3 Choose a Simulation Engine

Mainly because of issues with controlling the flow of time, I chose to simulate both the world and the character. I set out to make a world in which I could embed a character with multiple senses. My main goal is to make an environment where I can perform further experiments in simulated senses.

I examined many different 3D environments to try and find something I would use as the base for my simulation; eventually the choice came down to three engines: the Quake II engine, the Source Engine, and jMonkeyEngine.

3.1 Quake II/Jake2

I spent a bit more than a month working with the Quake II Engine from ID software to see if I could use it for my purposes. All the source code was released by ID software into the Public Domain several years ago, and as a result it has been ported and modified for many different reasons.
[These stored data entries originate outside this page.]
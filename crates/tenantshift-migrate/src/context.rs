//! Shared state of one export or import run.

use std::fmt;
use std::sync::Arc;

use async_trait::async_trait;
use tenantshift_ccdb::{CcdbRepository, CcdbSettings, EncryptionKey, StoreError};
use tenantshift_core::{MigrationSummary, ServiceInstance};
use tenantshift_platform::PlatformClient;
use tokio::sync::OnceCell;
use tokio_util::sync::CancellationToken;

use crate::config::MigrationConfig;
use crate::error::{MigrateError, Result};
use crate::marshaller::FileMarshaller;

/// Export reads the source foundation; import writes the target.
#[derive(Debug, Clone, Copy, PartialEq, Eq, Hash)]
pub enum Direction {
    /// Source foundation to files
    Export,
    /// Files to target foundation
    Import,
}

impl fmt::Display for Direction {
    fn fmt(&self, f: &mut fmt::Formatter<'_>) -> fmt::Result {
        match self {
            Direction::Export => f.write_str("export"),
            Direction::Import => f.write_str("import"),
        }
    }
}

/// Org and space an instance lives in, on the foundation being worked on.
#[derive(Debug, Clone, PartialEq, Eq, Default)]
pub struct Location {
    /// Organization name
    pub org: String,
    /// Space name
    pub space: String,
    /// Organization GUID
    pub org_guid: String,
    /// Space GUID
    pub space_guid: String,
}

impl Location {
    /// Builds a location from names and GUIDs.
    pub fn new(
        org: impl Into<String>,
        space: impl Into<String>,
        org_guid: impl Into<String>,
        space_guid: impl Into<String>,
    ) -> Self {
        Self {
            org: org.into(),
            space: space.into(),
            org_guid: org_guid.into(),
            space_guid: space_guid.into(),
        }
    }
}

impl fmt::Display for Location {
    fn fmt(&self, f: &mut fmt::Formatter<'_>) -> fmt::Result {
        write!(f, "{}/{}", self.org, self.space)
    }
}

/// Object-storage seam of the relational-backup migrator.
#[async_trait]
pub trait BackupBackend: Send + Sync {
    /// Backs up the source instance's data.
    async fn backup(&self, location: &Location, instance: &ServiceInstance) -> Result<()>;
    /// Restores the data into the target instance.
    async fn restore(&self, location: &Location, instance: &ServiceInstance) -> Result<()>;
}

/// Opens CCDB repositories.
#[async_trait]
pub trait CcdbConnector: Send + Sync {
    /// Connects to the database described by `settings`.
    async fn connect(
        &self,
        settings: &CcdbSettings,
        cancel: &CancellationToken,
    ) -> std::result::Result<CcdbRepository, StoreError>;
}

/// Connects over MySQL, through an SSH tunnel when configured.
#[derive(Debug, Default, Clone, Copy)]
pub struct MySqlConnector;

#[async_trait]
impl CcdbConnector for MySqlConnector {
    async fn connect(
        &self,
        settings: &CcdbSettings,
        cancel: &CancellationToken,
    ) -> std::result::Result<CcdbRepository, StoreError> {
        CcdbRepository::connect(settings, cancel).await
    }
}

/// Collaborators and shared state of a run.
///
/// One CCDB repository is opened per foundation on first use and shared by
/// every task, so the salt length is discovered once per connection.
pub struct MigrationContext {
    /// Run configuration
    pub config: MigrationConfig,
    /// Source foundation API
    pub source: Arc<dyn PlatformClient>,
    /// Target foundation API
    pub target: Arc<dyn PlatformClient>,
    /// Record and manifest files
    pub marshaller: Arc<dyn FileMarshaller>,
    /// Outcomes of every instance
    pub summary: Arc<MigrationSummary>,
    /// Root cancellation
    pub cancel: CancellationToken,
    connector: Arc<dyn CcdbConnector>,
    source_ccdb: OnceCell<Arc<CcdbRepository>>,
    target_ccdb: OnceCell<Arc<CcdbRepository>>,
    backup: Option<Arc<dyn BackupBackend>>,
}

impl fmt::Debug for MigrationContext {
    fn fmt(&self, f: &mut fmt::Formatter<'_>) -> fmt::Result {
        f.debug_struct("MigrationContext")
            .field("export_dir", &self.config.export_dir)
            .field("dry_run", &self.config.dry_run)
            .field("source_ccdb", &self.source_ccdb.get())
            .field("target_ccdb", &self.target_ccdb.get())
            .field("backup", &self.backup.is_some())
            .finish_non_exhaustive()
    }
}

impl MigrationContext {
    /// Creates a context that connects to CCDBs over MySQL and has no backup backend.
    pub fn new(
        config: MigrationConfig,
        source: Arc<dyn PlatformClient>,
        target: Arc<dyn PlatformClient>,
        marshaller: Arc<dyn FileMarshaller>,
        cancel: CancellationToken,
    ) -> Self {
        Self {
            config,
            source,
            target,
            marshaller,
            summary: Arc::new(MigrationSummary::new()),
            cancel,
            connector: Arc::new(MySqlConnector),
            source_ccdb: OnceCell::new(),
            target_ccdb: OnceCell::new(),
            backup: None,
        }
    }

    /// Replaces how CCDB repositories are opened.
    pub fn with_ccdb_connector(mut self, connector: Arc<dyn CcdbConnector>) -> Self {
        self.connector = connector;
        self
    }

    /// Installs the relational-backup backend.
    pub fn with_backup_backend(mut self, backend: Arc<dyn BackupBackend>) -> Self {
        self.backup = Some(backend);
        self
    }

    /// Foundation API used in `direction`.
    pub fn platform(&self, direction: Direction) -> Arc<dyn PlatformClient> {
        match direction {
            Direction::Export => Arc::clone(&self.source),
            Direction::Import => Arc::clone(&self.target),
        }
    }

    /// Relational-backup backend, if installed.
    pub fn backup_backend(&self) -> Option<Arc<dyn BackupBackend>> {
        self.backup.clone()
    }

    /// Validated CCDB settings for the foundation used in `direction`.
    pub fn ccdb_settings(&self, direction: Direction) -> Result<&CcdbSettings> {
        let ccdb = self
            .config
            .migrators
            .ccdb
            .as_ref()
            .ok_or_else(|| MigrateError::Config("no CCDB migrator configured".into()))?;
        let (side, settings) = match direction {
            Direction::Export => ("source", ccdb.source.as_ref()),
            Direction::Import => ("target", ccdb.target.as_ref()),
        };
        let settings = settings
            .ok_or_else(|| MigrateError::Config(format!("missing {} CCDB settings", side)))?;
        settings.validate()?;
        Ok(settings)
    }

    /// Shared repository and encryption key for the foundation used in `direction`.
    pub async fn ccdb(&self, direction: Direction) -> Result<(Arc<CcdbRepository>, EncryptionKey)> {
        let settings = self.ccdb_settings(direction)?;
        let cell = match direction {
            Direction::Export => &self.source_ccdb,
            Direction::Import => &self.target_ccdb,
        };
        let repository = cell
            .get_or_try_init(|| async {
                self.connector
                    .connect(settings, &self.cancel)
                    .await
                    .map(Arc::new)
            })
            .await?;
        Ok((Arc::clone(repository), settings.encryption_key()))
    }
}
This engine was famous for its advanced use of realistic shading and had decent and fast physics simulation. Researchers at Princeton used this code (video) to study spatial information encoding in the hippocampal cells of rats. Those researchers created a special Quake II level that simulated a maze, and added an interface where a mouse could run on top of a ball in various directions to move the character in the simulated maze. They measured hippocampal activity during this exercise to try and tease out the method in which spatial data was stored in that area of the brain. I find this promising because if a real living rat can interact with a computer simulation of a maze in the same way as it interacts with a real-world maze, then maybe that simulation is close enough to reality that a simulated sense of vision and motor control interacting with that simulation could reveal useful information about the real thing. There is a Java port of the original C source code called Jake2. The port demonstrates Java's OpenGL bindings and runs anywhere from 90% to 105% as fast as the C version. After reviewing much of the source of Jake2, I rejected it because the engine is too tied to the concept of a first-person shooter game. One of the problems I had was that there does not seem to be any easy way to attach multiple cameras to a single character. There are also several physics clipping issues that are corrected in a way that only applies to the main character and do not apply to arbitrary objects. While there is a large community of level modders, I couldn't find a community to support using the engine to make new things.

3.2 Source Engine

The Source Engine evolved from the Quake II and Quake I engines and is used by Valve in the Half-Life series of games. The physics simulation in the Source Engine is quite accurate and probably the best out of all the engines I investigated. There is also an extensive community actively working with the engine. However, applications that use the Source Engine must be written in C++, the code is not open, it only runs on Windows, and the tools that come with the SDK to handle models and textures are complicated and awkward to use.

3.3 jMonkeyEngine3

jMonkeyEngine is a new library for creating games in Java. It uses OpenGL to render to the screen and uses screengraphs to avoid drawing things that do not appear on the screen. It has an active community and several games in the pipeline. The engine was not built to serve any particular game but is instead meant to be used for any 3D game. After experimenting with each of these three engines and a few others for about 2 months I settled on jMonkeyEngine. I chose it because it had the most features out of all the open projects I looked at, and because I could then write my code in Clojure, an implementation of LISP that runs on the JVM.